**Your objective**
Among the entries that follow, find every line with the word "name" and copy it.
=== Section Start ===
//! Tests for proxies and the proxy manager

use super::*;
use crate::error::CommunicationError;
use crate::registry::{
    HostBinding, Management, MemoryTreeCache, ProcessBinding, RemoteHandle, ServiceId,
    ServiceInstance, ServiceState,
};
use crate::selection::{PolicyKind, RoundRobinPolicy, SelectionPolicy};
use async_trait::async_trait;
use cluster_config::NodeSettings;
use parking_lot::Mutex;
use serde_json::json;
use std::sync::atomic::{AtomicUsize, Ordering};
use std::sync::Arc;

#[derive(Clone)]
enum Behavior {
    Answer(ServiceResponse),
    Unreachable,
    Broken,
    Reject,
}

struct FakeService {
    name: &'static str,
    behavior: Mutex<Behavior>,
    calls: AtomicUsize,
}

impl FakeService {
    fn new(name: &'static str, behavior: Behavior) -> Arc<Self> {
        Arc::new(Self {
            name,
            behavior: Mutex::new(behavior),
            calls: AtomicUsize::new(0),
        })
    }

    fn answering(name: &'static str) -> Arc<Self> {
        Self::new(name, Behavior::Answer(ServiceResponse::Value(json!(name))))
    }

    fn calls(&self) -> usize {
        self.calls.load(Ordering::SeqCst)
    }

    fn set(&self, behavior: Behavior) {
        *self.behavior.lock() = behavior;
    }
}

#[async_trait]
impl ClusterService for FakeService {
    async fn invoke(&self, _request: ServiceRequest) -> Result<ServiceResponse> {
        self.calls.fetch_add(1, Ordering::SeqCst);
        let behavior = self.behavior.lock().clone();
        match behavior {
            Behavior::Answer(response) => Ok(response),
            Behavior::Unreachable => Err(InvocationError::communication(self.name, "connection reset")),
            Behavior::Broken => Err(InvocationError::service_failure(self.name, "corrupt state")),
            Behavior::Reject => Err(InvocationError::application("no such table")),
        }
    }
}

#[async_trait]
impl ServiceInstance for FakeService {
    async fn check_state(&self) -> std::result::Result<ServiceState, CommunicationError> {
        Ok(ServiceState::Open)
    }
}

struct FakeManagement;

#[async_trait]
impl Management for FakeManagement {
    async fn ping(&self) -> std::result::Result<(), CommunicationError> {
        Ok(())
    }
}

fn management() -> RemoteHandle<dyn Management> {
    RemoteHandle::local(Arc::new(FakeManagement) as Arc<dyn Management>)
}

/// Hosts h1 and h2, each with process p1
fn cluster() -> Arc<ClusterRegistry> {
    let registry = Arc::new(ClusterRegistry::new(Arc::new(MemoryTreeCache::new())));
    for host in ["h1", "h2"] {
        registry.add_host(HostBinding::new(host, management())).unwrap();
        registry
            .add_process(ProcessBinding::new(host, "p1", management()))
            .unwrap();
    }
    registry
}

fn deploy(registry: &ClusterRegistry, host: &str, service: &Arc<FakeService>) -> ServiceRegistryBinding {
    let binding = ServiceRegistryBinding::new(
        ServiceId::new(host, "p1"),
        "Query",
        service.name,
        RemoteHandle::local(Arc::clone(service) as Arc<dyn ServiceInstance>),
    )
    .with_state(ServiceState::Open);
    registry.add_service_binding(binding.clone()).unwrap();
    binding
}

fn state_of(registry: &ClusterRegistry, binding: &ServiceRegistryBinding) -> ServiceState {
    registry.get_service_binding(binding.service_id()).unwrap().state()
}

fn retry() -> RetryPolicy {
    RetryPolicy::new(2, Duration::from_millis(100))
}

fn ordered_policy(bindings: Vec<ServiceRegistryBinding>) -> Arc<dyn SelectionPolicy<ServiceRegistryBinding>> {
    let policy = RoundRobinPolicy::new("Query", false);
    policy.update_services(bindings, Vec::new());
    Arc::new(policy)
}

fn single(
    registry: &Arc<ClusterRegistry>,
    bindings: Vec<ServiceRegistryBinding>,
    sticky: bool,
) -> SingleInvocationProxy {
    SingleInvocationProxy::new("Query", ordered_policy(bindings), Arc::clone(registry), retry(), sticky)
}

mod single_invocation {
    use super::*;

    #[tokio::test(start_paused = true)]
    async fn test_fails_over_after_retries() {
        let registry = cluster();
        let down = FakeService::new("down", Behavior::Unreachable);
        let up = FakeService::answering("up");
        let down_binding = deploy(&registry, "h1", &down);
        let up_binding = deploy(&registry, "h2", &up);

        let proxy = single(&registry, vec![down_binding.clone(), up_binding.clone()], false);
        let response = proxy.invoke(ServiceRequest::new("execute")).await.unwrap();

        assert_eq!(response, ServiceResponse::Value(json!("up")));
        assert_eq!(down.calls(), 3);
        assert_eq!(up.calls(), 1);
        assert_eq!(state_of(&registry, &down_binding), ServiceState::Failed);
        assert_eq!(state_of(&registry, &up_binding), ServiceState::Open);
    }

    #[tokio::test(start_paused = true)]
    async fn test_all_instances_down_is_service_not_found() {
        let registry = cluster();
        let a = FakeService::new("a", Behavior::Unreachable);
        let b = FakeService::new("b", Behavior::Unreachable);
        let bindings = vec![deploy(&registry, "h1", &a), deploy(&registry, "h2", &b)];

        let proxy = single(&registry, bindings.clone(), false);
        let err = proxy.invoke(ServiceRequest::new("execute")).await.unwrap_err();

        assert!(err.is_service_not_found());
        for binding in &bindings {
            assert!(state_of(&registry, binding).is_bad());
        }
    }

    #[tokio::test(start_paused = true)]
    async fn test_application_error_is_not_retried() {
        let registry = cluster();
        let service = FakeService::new("picky", Behavior::Reject);
        let binding = deploy(&registry, "h1", &service);

        let proxy = single(&registry, vec![binding.clone()], false);
        let err = proxy.invoke(ServiceRequest::new("execute")).await.unwrap_err();

        assert!(matches!(err, InvocationError::Application { .. }));
        assert_eq!(service.calls(), 1);
        assert_eq!(state_of(&registry, &binding), ServiceState::Open);
    }

    #[tokio::test(start_paused = true)]
    async fn test_service_failure_marks_bad_and_propagates() {
        let registry = cluster();
        let broken = FakeService::new("broken", Behavior::Broken);
        let healthy = FakeService::answering("healthy");
        let broken_binding = deploy(&registry, "h1", &broken);
        let healthy_binding = deploy(&registry, "h2", &healthy);

        let proxy = single(&registry, vec![broken_binding.clone(), healthy_binding], false);
        let err = proxy.invoke(ServiceRequest::new("execute")).await.unwrap_err();

        assert!(matches!(err, InvocationError::ServiceFailure { .. }));
        assert_eq!(broken.calls(), 1);
        assert_eq!(healthy.calls(), 0);
        assert_eq!(state_of(&registry, &broken_binding), ServiceState::Failed);
    }

    #[tokio::test(start_paused = true)]
    async fn test_recovers_within_retry_limit() {
        let registry = cluster();
        let flaky = FakeService::new("flaky", Behavior::Unreachable);
        let binding = deploy(&registry, "h1", &flaky);
        let proxy = single(&registry, vec![binding.clone()], false);

        let healer = {
            let flaky = Arc::clone(&flaky);
            tokio::spawn(async move {
                tokio::time::sleep(Duration::from_millis(150)).await;
                flaky.set(Behavior::Answer(ServiceResponse::Unit));
            })
        };

        let response = proxy.invoke(ServiceRequest::new("execute")).await.unwrap();
        healer.await.unwrap();

        assert_eq!(response, ServiceResponse::Unit);
        assert_eq!(flaky.calls(), 3);
        assert_eq!(state_of(&registry, &binding), ServiceState::Open);
    }
}

mod sticky {
    use super::*;

    #[tokio::test(start_paused = true)]
    async fn test_sticks_to_first_successful_instance() {
        let registry = cluster();
        let a = FakeService::answering("a");
        let b = FakeService::answering("b");
        let a_binding = deploy(&registry, "h1", &a);
        let b_binding = deploy(&registry, "h2", &b);

        let proxy = single(&registry, vec![a_binding.clone(), b_binding], true);
        for _ in 0..4 {
            proxy.invoke(ServiceRequest::new("execute")).await.unwrap();
        }

        assert_eq!(a.calls(), 4);
        assert_eq!(b.calls(), 0);
        assert_eq!(proxy.bound_instance(), Some(a_binding.service_id().clone()));
    }

    #[tokio::test(start_paused = true)]
    async fn test_committed_instance_failure_propagates() {
        let registry = cluster();
        let a = FakeService::answering("a");
        let b = FakeService::answering("b");
        let a_binding = deploy(&registry, "h1", &a);
        let b_binding = deploy(&registry, "h2", &b);

        let proxy = single(&registry, vec![a_binding.clone(), b_binding], true);
        proxy.invoke(ServiceRequest::new("execute")).await.unwrap();

        a.set(Behavior::Unreachable);
        let err = proxy.invoke(ServiceRequest::new("execute")).await.unwrap_err();

        assert!(err.is_retryable());
        assert_eq!(b.calls(), 0);
        assert_eq!(state_of(&registry, &a_binding), ServiceState::Failed);
        assert_eq!(proxy.bound_instance(), None);
    }

    #[tokio::test(start_paused = true)]
    async fn test_uncommitted_sticky_proxy_fails_over() {
        let registry = cluster();
        let down = FakeService::new("down", Behavior::Unreachable);
        let up = FakeService::answering("up");
        let down_binding = deploy(&registry, "h1", &down);
        let up_binding = deploy(&registry, "h2", &up);

        let proxy = single(&registry, vec![down_binding, up_binding.clone()], true);
        proxy.invoke(ServiceRequest::new("execute")).await.unwrap();

        assert_eq!(proxy.bound_instance(), Some(up_binding.service_id().clone()));
    }
}

mod fan_out {
    use super::*;

    #[tokio::test(start_paused = true)]
    async fn test_collections_concatenate_in_instance_order() {
        let registry = cluster();
        let a = FakeService::new(
            "a",
            Behavior::Answer(ServiceResponse::Collection(vec![json!(1), json!(2)])),
        );
        let down = FakeService::new("down", Behavior::Unreachable);
        let b = FakeService::new("b", Behavior::Answer(ServiceResponse::Collection(vec![json!(3)])));
        let bindings = vec![
            deploy(&registry, "h1", &a),
            deploy(&registry, "h2", &down),
            deploy(&registry, "h1", &b),
        ];

        let proxy = MultipleInvocationProxy::new(
            "Query",
            ordered_policy(bindings.clone()),
            Arc::clone(&registry),
            retry(),
        );
        let response = proxy
            .invoke(ServiceRequest::collecting("listTables"))
            .await
            .unwrap();

        assert_eq!(
            response,
            ServiceResponse::Collection(vec![json!(1), json!(2), json!(3)])
        );
        assert_eq!(down.calls(), 3);
        assert_eq!(state_of(&registry, &bindings[1]), ServiceState::Failed);
    }

    #[tokio::test(start_paused = true)]
    async fn test_non_collection_result_is_discarded() {
        let registry = cluster();
        let a = FakeService::answering("a");
        let b = FakeService::answering("b");
        let bindings = vec![deploy(&registry, "h1", &a), deploy(&registry, "h2", &b)];

        let proxy =
            MultipleInvocationProxy::new("Query", ordered_policy(bindings), Arc::clone(&registry), retry());
        let response = proxy.invoke(ServiceRequest::new("flushCache")).await.unwrap();

        assert_eq!(response, ServiceResponse::Unit);
        assert_eq!(a.calls(), 1);
        assert_eq!(b.calls(), 1);
    }

    #[tokio::test]
    async fn test_no_instances_is_an_empty_result() {
        let registry = cluster();
        let proxy =
            MultipleInvocationProxy::new("Query", ordered_policy(Vec::new()), registry, retry());

        assert_eq!(
            proxy.invoke(ServiceRequest::collecting("listTables")).await.unwrap(),
            ServiceResponse::Collection(Vec::new())
        );
        assert_eq!(
            proxy.invoke(ServiceRequest::new("flushCache")).await.unwrap(),
            ServiceResponse::Unit
        );
    }
}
=== Section End ===
**Your solution**
    name: &'static str,
    fn new(name: &'static str, behavior: Behavior) -> Arc<Self> {
            name,
    fn answering(name: &'static str) -> Arc<Self> {
        Self::new(name, Behavior::Answer(ServiceResponse::Value(json!(name))))
            Behavior::Unreachable => Err(InvocationError::communication(self.name, "connection reset")),
            Behavior::Broken => Err(InvocationError::service_failure(self.name, "corrupt state")),
        service.name,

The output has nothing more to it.